Activity:
Return every line below in which "finds" appears.
- - -
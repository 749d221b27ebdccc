//! First pipeline stage: cancels operations that never need to reach storage.

use std::collections::HashMap;

use tracing::trace;

use crate::persistence::operation::{DbOperation, Slot};
use crate::persistence::ring::RingBuffer;

/// Tracks pending inserts and detaches by message id inside one window.
///
/// A delete that finds a pending insert clears both slots, so a message
/// consumed before it was ever written costs no storage round trip. A delete
/// that finds pending detaches clears those instead. The maps are dropped at
/// the end of every drained batch and whenever `window` operations have been
/// seen; operations that would cancel across that boundary both go through.
pub struct EventMatcher {
    inserts: HashMap<u64, u64>,
    detaches: HashMap<u64, Vec<u64>>,
    processed: usize,
    window: usize,
    cancelled: u64,
}

impl EventMatcher {
    pub fn new(window: usize) -> Self {
        Self {
            inserts: HashMap::new(),
            detaches: HashMap::new(),
            processed: 0,
            window: window.max(1),
            cancelled: 0,
        }
    }

    pub fn on_event(&mut self, ring: &RingBuffer<Slot>, sequence: u64) {
        let event = {
            let slot = ring.slot(sequence);
            match &slot.op {
                DbOperation::InsertMessage(message) => Some(Event::Insert(message.internal_id())),
                DbOperation::DetachFromQueue { id, .. } => Some(Event::Detach(*id)),
                DbOperation::DeleteMessage(id) => Some(Event::Delete(*id)),
                DbOperation::NoOp | DbOperation::ReadMessageData { .. } => None,
            }
        };

        match event {
            Some(Event::Insert(id)) => {
                self.inserts.insert(id, sequence);
            }
            Some(Event::Detach(id)) => {
                self.detaches.entry(id).or_default().push(sequence);
            }
            Some(Event::Delete(id)) => self.on_delete(ring, sequence, id),
            None => {}
        }

        self.processed += 1;
        if self.processed >= self.window {
            self.reset();
        }
    }

    fn on_delete(&mut self, ring: &RingBuffer<Slot>, sequence: u64, id: u64) {
        let detaches = self.detaches.remove(&id).unwrap_or_default();
        for detach in &detaches {
            ring.slot(*detach).clear();
        }
        self.cancelled += detaches.len() as u64;

        if let Some(insert) = self.inserts.remove(&id) {
            ring.slot(insert).clear();
            ring.slot(sequence).clear();
            self.cancelled += 2;
            trace!(id, "insert and delete cancelled before write");
        }
    }

    /// Forgets everything seen so far.
    pub fn reset(&mut self) {
        self.inserts.clear();
        self.detaches.clear();
        self.processed = 0;
    }

    /// Operations cleared since the matcher was created.
    pub fn cancelled(&self) -> u64 {
        self.cancelled
    }
}

enum Event {
    Insert(u64),
    Detach(u64),
    Delete(u64),
}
- - -
Answer section:
/// A delete that finds a pending insert clears both slots, so a message
/// that finds pending detaches clears those instead. The maps are dropped at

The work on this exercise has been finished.